**Exercise prompt**
Whenever the string "first" turns up in a line below, that line should be copied.

-- Opening Marker --

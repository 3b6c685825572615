use std::fmt;

use serde::{Deserialize, Deserializer, Serialize};

use super::error::ProductError;

/// Placeholder image shown for products that have no image of their own.
pub const DEFAULT_PRODUCT_IMAGE: &str =
    "https://notjustdev-dummy.s3.us-east-2.amazonaws.com/food/default.png";

/// A non-negative, finite currency amount.
///
/// Serialized as a bare JSON number, matching the store's `price` column.
#[derive(Debug, Clone, Copy, PartialEq, PartialOrd, Serialize, Deserialize)]
#[serde(try_from = "f64", into = "f64")]
pub struct Price(f64);

impl Price {
    /// Creates a price, rejecting negative and non-finite amounts.
    pub fn new(amount: f64) -> Result<Self, ProductError> {
        if !amount.is_finite() {
            return Err(ProductError::PriceNotFinite);
        }
        if amount < 0.0 {
            return Err(ProductError::NegativePrice(amount));
        }
        // Folds -0.0 into 0.0.
        Ok(Self(amount.abs()))
    }

    /// Returns the raw amount.
    pub fn amount(self) -> f64 {
        self.0
    }
}

impl TryFrom<f64> for Price {
    type Error = ProductError;

    fn try_from(amount: f64) -> Result<Self, Self::Error> {
        Self::new(amount)
    }
}

impl From<Price> for f64 {
    fn from(price: Price) -> Self {
        price.0
    }
}

impl fmt::Display for Price {
    fn fmt(&self, f: &mut fmt::Formatter<'_>) -> fmt::Result {
        write!(f, "${}", format_amount(self.0))
    }
}

/// Renders a non-negative amount with two decimals, rounding half-up from its
/// shortest decimal form so that `2.675` becomes `"2.68"`.
fn format_amount(amount: f64) -> String {
    let text = amount.to_string();
    let (whole, fraction) = text.split_once('.').unwrap_or((text.as_str(), ""));

    let mut digits: Vec<u8> = whole
        .bytes()
        .chain(fraction.bytes().chain(std::iter::repeat(b'0')).take(2))
        .map(|b| b - b'0')
        .collect();

    if fraction.as_bytes().get(2).is_some_and(|&d| d >= b'5') {
        let mut carry = true;
        for digit in digits.iter_mut().rev() {
            if *digit == 9 {
                *digit = 0;
            } else {
                *digit += 1;
                carry = false;
                break;
            }
        }
        if carry {
            digits.insert(0, 1);
        }
    }

    let split = digits.len() - 2;
    let render = |ds: &[u8]| ds.iter().map(|d| char::from(b'0' + d)).collect::<String>();
    format!("{}.{}", render(&digits[..split]), render(&digits[split..]))
}

/// A menu item as stored in the remote `products` collection.
#[derive(Debug, Clone, PartialEq, Serialize, Deserialize)]
pub struct Product {
    /// Server-assigned identifier.
    pub id: i64,
    pub name: String,
    pub price: Price,
    /// Image URI or storage reference, if one was uploaded.
    #[serde(default)]
    pub image: Option<String>,
}

impl Product {
    /// Creates a product without an image.
    pub fn new(id: i64, name: impl Into<String>, price: Price) -> Self {
        Self {
            id,
            name: name.into(),
            price,
            image: None,
        }
    }

    /// Sets the image reference for this product.
    pub fn with_image(mut self, image: impl Into<String>) -> Self {
        self.image = Some(image.into());
        self
    }

    /// Returns the image to display, falling back to [`DEFAULT_PRODUCT_IMAGE`].
    pub fn display_image(&self) -> &str {
        self.image.as_deref().unwrap_or(DEFAULT_PRODUCT_IMAGE)
    }
}

/// Input for creating a product. The store assigns the identifier.
#[derive(Debug, Clone, PartialEq, Serialize, Deserialize)]
pub struct NewProduct {
    pub name: String,
    pub price: Price,
    #[serde(default, skip_serializing_if = "Option::is_none")]
    pub image: Option<String>,
}

impl NewProduct {
    /// Creates an insert payload without an image.
    pub fn new(name: impl Into<String>, price: Price) -> Self {
        Self {
            name: name.into(),
            price,
            image: None,
        }
    }

    /// Sets the image reference.
    pub fn with_image(mut self, image: impl Into<String>) -> Self {
        self.image = Some(image.into());
        self
    }

    /// Builds the stored record once an identifier has been assigned.
    pub fn into_product(self, id: i64) -> Product {
        Product {
            id,
            name: self.name,
            price: self.price,
            image: self.image,
        }
    }
}

/// Input for updating a product: the target identifier plus the fields to change.
///
/// Fields left as `None` keep their current value. `image` is doubly optional:
/// `Some(None)` removes the image, `Some(Some(uri))` replaces it.
#[derive(Debug, Clone, PartialEq, Serialize, Deserialize)]
pub struct ProductUpdate {
    pub id: i64,
    #[serde(default, skip_serializing_if = "Option::is_none")]
    pub name: Option<String>,
    #[serde(default, skip_serializing_if = "Option::is_none")]
    pub price: Option<Price>,
    #[serde(
        default,
        skip_serializing_if = "Option::is_none",
        deserialize_with = "present_or_null"
    )]
    pub image: Option<Option<String>>,
}

/// Maps a present field to `Some`, so that an explicit `null` becomes `Some(None)`.
fn present_or_null<'de, D, T>(deserializer: D) -> Result<Option<Option<T>>, D::Error>
where
    D: Deserializer<'de>,
    T: Deserialize<'de>,
{
    Option::<T>::deserialize(deserializer).map(Some)
}

impl ProductUpdate {
    /// Creates an update for `id` that changes nothing yet.
    pub fn new(id: i64) -> Self {
        Self {
            id,
            name: None,
            price: None,
            image: None,
        }
    }

    /// Sets the new name.
    pub fn with_name(mut self, name: impl Into<String>) -> Self {
        self.name = Some(name.into());
        self
    }

    /// Sets the new price.
    pub fn with_price(mut self, price: Price) -> Self {
        self.price = Some(price);
        self
    }

    /// Sets the new image reference.
    pub fn with_image(mut self, image: impl Into<String>) -> Self {
        self.image = Some(Some(image.into()));
        self
    }

    /// Removes the product's image.
    pub fn clear_image(mut self) -> Self {
        self.image = Some(None);
        self
    }

    /// Returns true if no field would change.
    pub fn is_empty(&self) -> bool {
        self.name.is_none() && self.price.is_none() && self.image.is_none()
    }

    /// Returns the body sent to the store: only the fields being changed.
    pub fn changes(&self) -> ProductChanges<'_> {
        ProductChanges {
            name: self.name.as_deref(),
            price: self.price,
            image: self.image.as_ref().map(Option::as_deref),
        }
    }

    /// Applies the changed fields to `product`, leaving the rest untouched.
    pub fn apply_to(&self, product: &mut Product) {
        if let Some(name) = &self.name {
            product.name = name.clone();
        }
        if let Some(price) = self.price {
            product.price = price;
        }
        if let Some(image) = &self.image {
            product.image = image.clone();
        }
    }
}

/// Serialized body of an update request. A cleared image is sent as `null`.
#[derive(Debug, Clone, Copy, PartialEq, Serialize)]
pub struct ProductChanges<'a> {
    #[serde(skip_serializing_if = "Option::is_none")]
    pub name: Option<&'a str>,
    #[serde(skip_serializing_if = "Option::is_none")]
    pub price: Option<Price>,
    #[serde(skip_serializing_if = "Option::is_none")]
    pub image: Option<Option<&'a str>>,
}
use thiserror::Error;

/// Errors that can occur during cache operations.
#[derive(Debug, Error, Clone, PartialEq, Eq)]
pub enum CacheError {
    #[error("Cache connection failed: {0}")]
    ConnectionFailed(String),
    #[error("Cache capacity must be greater than 0")]
    ZeroCapacity,
}

/// Result type for cache operations.
pub type Result<T> = std::result::Result<T, CacheError>;

#[cfg(test)]
mod tests {
    use super::*;

    #[test]
    fn test_zero_capacity_display() {
        assert_eq!(
            CacheError::ZeroCapacity.to_string(),
            "Cache capacity must be greater than 0"
        );
    }

    #[test]
    fn test_connection_failed_display() {
        let error = CacheError::ConnectionFailed("refused".to_string());
        assert_eq!(error.to_string(), "Cache connection failed: refused");
    }
}
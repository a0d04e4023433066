//! Outcome classification policy

use tracing::debug;

use crate::error::ExecutorError;

use super::{Classification, ExecutionOutcome};

/// What the external process reported back
#[derive(Debug, Clone)]
pub struct ProcessExit {
    /// Exit code, `None` if the process was killed by a signal
    pub exit_code: Option<i32>,
    pub stdout: String,
    pub stderr: String,
    pub duration_ms: u64,
}

/// Maps executor results onto the three classifications
///
/// Anything not explicitly recognised as success or transient is fatal.
#[derive(Debug, Clone)]
pub struct ClassificationPolicy {
    pub success_exit_code: i32,

    /// Exit codes the executor uses to signal a transient condition
    pub retryable_exit_codes: Vec<i32>,

    /// When set, a successful exit only counts if stdout contains this marker
    pub completion_marker: Option<String>,

    pub retry_on_timeout: bool,

    /// Output kept in the outcome detail
    pub max_detail_chars: usize,
}

impl Default for ClassificationPolicy {
    fn default() -> Self {
        Self {
            success_exit_code: 0,
            retryable_exit_codes: vec![75], // EX_TEMPFAIL
            completion_marker: None,
            retry_on_timeout: false,
            max_detail_chars: 2000,
        }
    }
}

impl ClassificationPolicy {
    /// Classify a process that ran to exit
    pub fn classify_exit(&self, exit: &ProcessExit) -> ExecutionOutcome {
        debug!(exit_code = ?exit.exit_code, duration_ms = exit.duration_ms, "classify_exit: called");

        let classification = match exit.exit_code {
            Some(code) if code == self.success_exit_code => match &self.completion_marker {
                Some(marker) if !exit.stdout.contains(marker.as_str()) => {
                    debug!(%marker, "classify_exit: clean exit without completion marker");
                    Classification::RetryableFailure
                }
                _ => Classification::Success,
            },
            Some(code) if self.retryable_exit_codes.contains(&code) => Classification::RetryableFailure,
            _ => Classification::FatalFailure,
        };

        let status = match exit.exit_code {
            Some(code) => format!("exit code {}", code),
            None => "terminated by signal".to_string(),
        };
        let output = if exit.stdout.trim().is_empty() { &exit.stderr } else { &exit.stdout };
        let detail = format!(
            "{} after {}ms\n{}",
            status,
            exit.duration_ms,
            truncate_tail(output.trim(), self.max_detail_chars)
        );

        ExecutionOutcome { classification, detail }
    }

    /// Classify a failure to run or finish the process
    pub fn classify_error(&self, err: &ExecutorError) -> ExecutionOutcome {
        debug!(error = %err, "classify_error: called");
        if err.is_timeout() && self.retry_on_timeout {
            ExecutionOutcome::retryable(err.to_string())
        } else {
            ExecutionOutcome::fatal(err.to_string())
        }
    }
}

/// Keep the last `max` chars; the end of the output is usually the useful part
fn truncate_tail(s: &str, max: usize) -> String {
    let count = s.chars().count();
    if count <= max {
        return s.to_string();
    }
    let tail: String = s.chars().skip(count - max).collect();
    format!("[{} chars truncated]...{}", count - max, tail)
}
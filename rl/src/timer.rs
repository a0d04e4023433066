//! Delay timer - interruptible pause between attempts

use std::time::Duration;

use async_trait::async_trait;
use tracing::debug;

use crate::signal::CancelSignal;

/// How a wait ended
#[derive(Debug, Clone, Copy, PartialEq, Eq)]
pub enum WaitOutcome {
    /// The full duration elapsed
    Completed,
    /// Cancellation was observed before the duration elapsed
    Interrupted,
}

/// Suspends the loop between attempts
#[async_trait]
pub trait DelayTimer: Send + Sync {
    /// Wait for `duration`, returning early if `cancel` is requested
    async fn wait(&self, duration: Duration, cancel: &CancelSignal) -> WaitOutcome;
}

/// Timer backed by the tokio clock
///
/// The sleep races the cancellation notifier, so interruption latency does not
/// depend on the remaining duration.
#[derive(Debug, Clone, Copy, Default)]
pub struct TokioTimer;

#[async_trait]
impl DelayTimer for TokioTimer {
    async fn wait(&self, duration: Duration, cancel: &CancelSignal) -> WaitOutcome {
        debug!(duration_ms = duration.as_millis() as u64, "TokioTimer::wait: called");

        // A zero delay still observes a cancellation raised at the same instant
        if cancel.is_requested() {
            debug!("TokioTimer::wait: already cancelled");
            return WaitOutcome::Interrupted;
        }
        if duration.is_zero() {
            return WaitOutcome::Completed;
        }

        tokio::select! {
            _ = tokio::time::sleep(duration) => {
                debug!("TokioTimer::wait: completed");
                WaitOutcome::Completed
            }
            _ = cancel.cancelled() => {
                debug!("TokioTimer::wait: interrupted");
                WaitOutcome::Interrupted
            }
        }
    }
}

/// Pacing between attempts
///
/// The wait after attempt `k` is `base * multiplier^(k-1)`, capped at `max`.
/// A multiplier of 1.0 gives a constant delay. When `max` is below `base` the
/// base delay takes precedence and the wait is always `base`.
#[derive(Debug, Clone, Copy, PartialEq)]
pub struct Backoff {
    pub base: Duration,
    pub multiplier: f64,
    pub max: Duration,
}

impl Backoff {
    /// Constant delay between every attempt
    pub fn constant(delay: Duration) -> Self {
        Self {
            base: delay,
            multiplier: 1.0,
            max: delay,
        }
    }

    /// Delay to apply after the given (1-indexed) attempt
    pub fn delay_after(&self, attempt: u32) -> Duration {
        if self.base.is_zero() {
            return Duration::ZERO;
        }

        let exponent = attempt.saturating_sub(1).min(i32::MAX as u32) as i32;
        let secs = self.base.as_secs_f64() * self.multiplier.powi(exponent);
        let cap = self.max.max(self.base);

        if !secs.is_finite() || secs >= cap.as_secs_f64() {
            cap
        } else {
            Duration::from_secs_f64(secs)
        }
    }
}
//! Executor adapter - bridges the controller to the external task executor
//!
//! One invocation per attempt. Whatever the external executor does, the
//! adapter hands back exactly one [`ExecutionOutcome`].

mod command;
mod policy;

pub use command::{CommandExecutor, CommandSpec};
pub use policy::{ClassificationPolicy, ProcessExit};

use std::fmt;
use std::path::Path;

use async_trait::async_trait;

/// Classification of a single attempt
#[derive(Debug, Clone, Copy, PartialEq, Eq)]
pub enum Classification {
    Success,
    RetryableFailure,
    FatalFailure,
}

impl fmt::Display for Classification {
    fn fmt(&self, f: &mut fmt::Formatter<'_>) -> fmt::Result {
        match self {
            Self::Success => write!(f, "success"),
            Self::RetryableFailure => write!(f, "retryable failure"),
            Self::FatalFailure => write!(f, "fatal failure"),
        }
    }
}

/// Result of one attempt, consumed by the controller and then dropped
#[derive(Debug)]
pub struct ExecutionOutcome {
    pub classification: Classification,

    /// Diagnostic payload for the reporter; the controller never reads it
    pub detail: String,
}

impl ExecutionOutcome {
    pub fn success(detail: impl Into<String>) -> Self {
        Self {
            classification: Classification::Success,
            detail: detail.into(),
        }
    }

    pub fn retryable(detail: impl Into<String>) -> Self {
        Self {
            classification: Classification::RetryableFailure,
            detail: detail.into(),
        }
    }

    pub fn fatal(detail: impl Into<String>) -> Self {
        Self {
            classification: Classification::FatalFailure,
            detail: detail.into(),
        }
    }
}

/// Runs the unit of work once
#[async_trait]
pub trait Executor: Send + Sync {
    /// Invoke the external executor for `attempt` against `spec_path`
    ///
    /// Must not fail: every error is folded into the returned outcome.
    async fn invoke(&self, spec_path: &Path, attempt: u32) -> ExecutionOutcome;
}

#[cfg(test)]
mod tests {
    use super::*;

    #[test]
    fn test_outcome_constructors() {
        assert_eq!(ExecutionOutcome::success("ok").classification, Classification::Success);
        assert_eq!(
            ExecutionOutcome::retryable("again").classification,
            Classification::RetryableFailure
        );

        let fatal = ExecutionOutcome::fatal("boom");
        assert_eq!(fatal.classification, Classification::FatalFailure);
        assert_eq!(fatal.detail, "boom");
    }

    #[test]
    fn test_classification_display() {
        assert_eq!(Classification::Success.to_string(), "success");
        assert_eq!(Classification::RetryableFailure.to_string(), "retryable failure");
        assert_eq!(Classification::FatalFailure.to_string(), "fatal failure");
    }
}
//! IterationController - the bounded retry loop
//!
//! Each pass: invoke the executor, classify, check the budget, check for
//! cancellation, wait, then move on to the next attempt. The controller is the
//! only place the attempt counter changes or a terminal status is chosen.

use std::fmt;
use std::sync::Arc;

use tracing::{debug, info, warn};

use crate::error::ConfigError;
use crate::executor::{Classification, Executor};
use crate::report::{NullReporter, Reporter};
use crate::signal::CancelSignal;
use crate::timer::{DelayTimer, TokioTimer, WaitOutcome};

use super::RunConfig;

/// Status of a run
#[derive(Debug, Clone, Copy, PartialEq, Eq)]
pub enum RunStatus {
    Running,
    Succeeded,
    ExhaustedIterations,
    Cancelled,
    FatalError,
}

impl RunStatus {
    pub fn is_terminal(&self) -> bool {
        !matches!(self, RunStatus::Running)
    }

    /// Process exit code for this status
    pub fn exit_code(&self) -> i32 {
        match self {
            RunStatus::Succeeded => 0,
            RunStatus::FatalError | RunStatus::Running => 1,
            RunStatus::ExhaustedIterations => 2,
            RunStatus::Cancelled => 130,
        }
    }
}

impl fmt::Display for RunStatus {
    fn fmt(&self, f: &mut fmt::Formatter<'_>) -> fmt::Result {
        match self {
            Self::Running => write!(f, "running"),
            Self::Succeeded => write!(f, "succeeded"),
            Self::ExhaustedIterations => write!(f, "exhausted iterations"),
            Self::Cancelled => write!(f, "cancelled"),
            Self::FatalError => write!(f, "fatal error"),
        }
    }
}

/// Terminal status plus the attempt it was reached on
#[derive(Debug, Clone, Copy, PartialEq, Eq)]
pub struct FinalStatus {
    pub status: RunStatus,
    pub attempt: u32,
}

/// Loop state, owned and mutated only by `IterationController::run`
#[derive(Debug)]
struct IterationState {
    attempt: u32,
    status: RunStatus,
}

/// Drives the executor until success, a fatal failure, an exhausted budget or
/// cancellation
pub struct IterationController {
    executor: Arc<dyn Executor>,
    timer: Arc<dyn DelayTimer>,
    reporter: Arc<dyn Reporter>,
    cancel: CancelSignal,
}

impl IterationController {
    /// Create a controller with the tokio timer and no reporting
    pub fn new(executor: Arc<dyn Executor>, cancel: CancelSignal) -> Self {
        debug!("IterationController::new: called");
        Self {
            executor,
            timer: Arc::new(TokioTimer),
            reporter: Arc::new(NullReporter),
            cancel,
        }
    }

    pub fn with_timer(mut self, timer: Arc<dyn DelayTimer>) -> Self {
        self.timer = timer;
        self
    }

    pub fn with_reporter(mut self, reporter: Arc<dyn Reporter>) -> Self {
        self.reporter = reporter;
        self
    }

    /// Run the loop to a terminal status
    pub async fn run(&self, config: &RunConfig) -> Result<FinalStatus, ConfigError> {
        debug!(spec_path = ?config.spec_path, max_iterations = config.max_iterations, "run: called");
        if config.max_iterations < 1 {
            return Err(ConfigError::MaxIterations(config.max_iterations));
        }

        self.reporter.run_started(config);

        let mut state = IterationState {
            attempt: 1,
            status: RunStatus::Running,
        };

        while state.status == RunStatus::Running {
            info!("Attempt {}/{}", state.attempt, config.max_iterations);

            let outcome = self.executor.invoke(&config.spec_path, state.attempt).await;
            debug!(attempt = state.attempt, classification = ?outcome.classification, "run: attempt finished");
            self.reporter
                .iteration_finished(state.attempt, config.max_iterations, &outcome);

            match outcome.classification {
                Classification::Success => {
                    state.status = RunStatus::Succeeded;
                    continue;
                }
                Classification::FatalFailure => {
                    state.status = RunStatus::FatalError;
                    continue;
                }
                Classification::RetryableFailure => {}
            }

            if state.attempt >= config.max_iterations {
                debug!(attempt = state.attempt, "run: iteration budget exhausted");
                state.status = RunStatus::ExhaustedIterations;
                continue;
            }

            if self.cancel.is_requested() {
                debug!(attempt = state.attempt, "run: cancelled before wait");
                state.status = RunStatus::Cancelled;
                continue;
            }

            let delay = config.delay_after(state.attempt);
            self.reporter.waiting(state.attempt, delay);
            if self.timer.wait(delay, &self.cancel).await == WaitOutcome::Interrupted {
                debug!(attempt = state.attempt, "run: cancelled during wait");
                state.status = RunStatus::Cancelled;
                continue;
            }

            state.attempt += 1;
        }

        let final_status = FinalStatus {
            status: state.status,
            attempt: state.attempt,
        };
        if final_status.status == RunStatus::Succeeded {
            info!("Run succeeded on attempt {}", final_status.attempt);
        } else {
            warn!("Run ended {} on attempt {}", final_status.status, final_status.attempt);
        }
        self.reporter.run_finished(&final_status);

        Ok(final_status)
    }
}
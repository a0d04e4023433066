//! Cancellation signal - the one piece of state shared with the interrupt source

use std::sync::Arc;
use std::sync::atomic::{AtomicBool, Ordering};

use tokio::sync::Notify;
use tracing::{debug, warn};

/// Process-wide, set-once cancellation flag
///
/// Cloning yields another handle to the same flag. Once requested it is never
/// cleared.
#[derive(Debug, Clone, Default)]
pub struct CancelSignal {
    inner: Arc<Inner>,
}

#[derive(Debug, Default)]
struct Inner {
    requested: AtomicBool,
    notify: Notify,
}

impl CancelSignal {
    /// Create a new, unset signal
    pub fn new() -> Self {
        Self::default()
    }

    /// Request cancellation
    ///
    /// Returns true only for the call that actually flipped the flag.
    pub fn request(&self) -> bool {
        let first = !self.inner.requested.swap(true, Ordering::SeqCst);
        debug!(first, "CancelSignal::request: called");
        if first {
            self.inner.notify.notify_waiters();
        }
        first
    }

    /// Non-blocking read of the flag
    pub fn is_requested(&self) -> bool {
        self.inner.requested.load(Ordering::SeqCst)
    }

    /// Resolve once cancellation has been requested
    pub async fn cancelled(&self) {
        loop {
            let notified = self.inner.notify.notified();
            tokio::pin!(notified);
            // Register before checking the flag so a request in between is not lost
            notified.as_mut().enable();

            if self.is_requested() {
                return;
            }
            notified.await;
        }
    }
}

/// Route OS interrupts to the cancellation signal
///
/// The first SIGINT/SIGTERM requests cancellation; a second one exits the
/// process immediately with `force_exit_code`.
pub fn install_handlers(cancel: CancelSignal, force_exit_code: i32) -> std::io::Result<()> {
    debug!(force_exit_code, "install_handlers: called");

    #[cfg(unix)]
    {
        use tokio::signal::unix::{SignalKind, signal};

        let mut sigint = signal(SignalKind::interrupt())?;
        let mut sigterm = signal(SignalKind::terminate())?;

        tokio::spawn(async move {
            loop {
                tokio::select! {
                    _ = sigint.recv() => debug!("install_handlers: SIGINT received"),
                    _ = sigterm.recv() => debug!("install_handlers: SIGTERM received"),
                }
                if !cancel.request() {
                    warn!("Second interrupt received, exiting immediately");
                    std::process::exit(force_exit_code);
                }
                warn!("Interrupt received, stopping after the current attempt");
            }
        });
    }

    #[cfg(not(unix))]
    {
        tokio::spawn(async move {
            loop {
                if tokio::signal::ctrl_c().await.is_err() {
                    warn!("Failed to listen for ctrl_c");
                    return;
                }
                debug!("install_handlers: ctrl_c received");
                if !cancel.request() {
                    warn!("Second interrupt received, exiting immediately");
                    std::process::exit(force_exit_code);
                }
                warn!("Interrupt received, stopping after the current attempt");
            }
        });
    }

    Ok(())
}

-- Closing Marker --

**Problem solution**
        let first = !self.inner.requested.swap(true, Ordering::SeqCst);
        debug!(first, "CancelSignal::request: called");
        if first {
        first
/// The first SIGINT/SIGTERM requests cancellation; a second one exits the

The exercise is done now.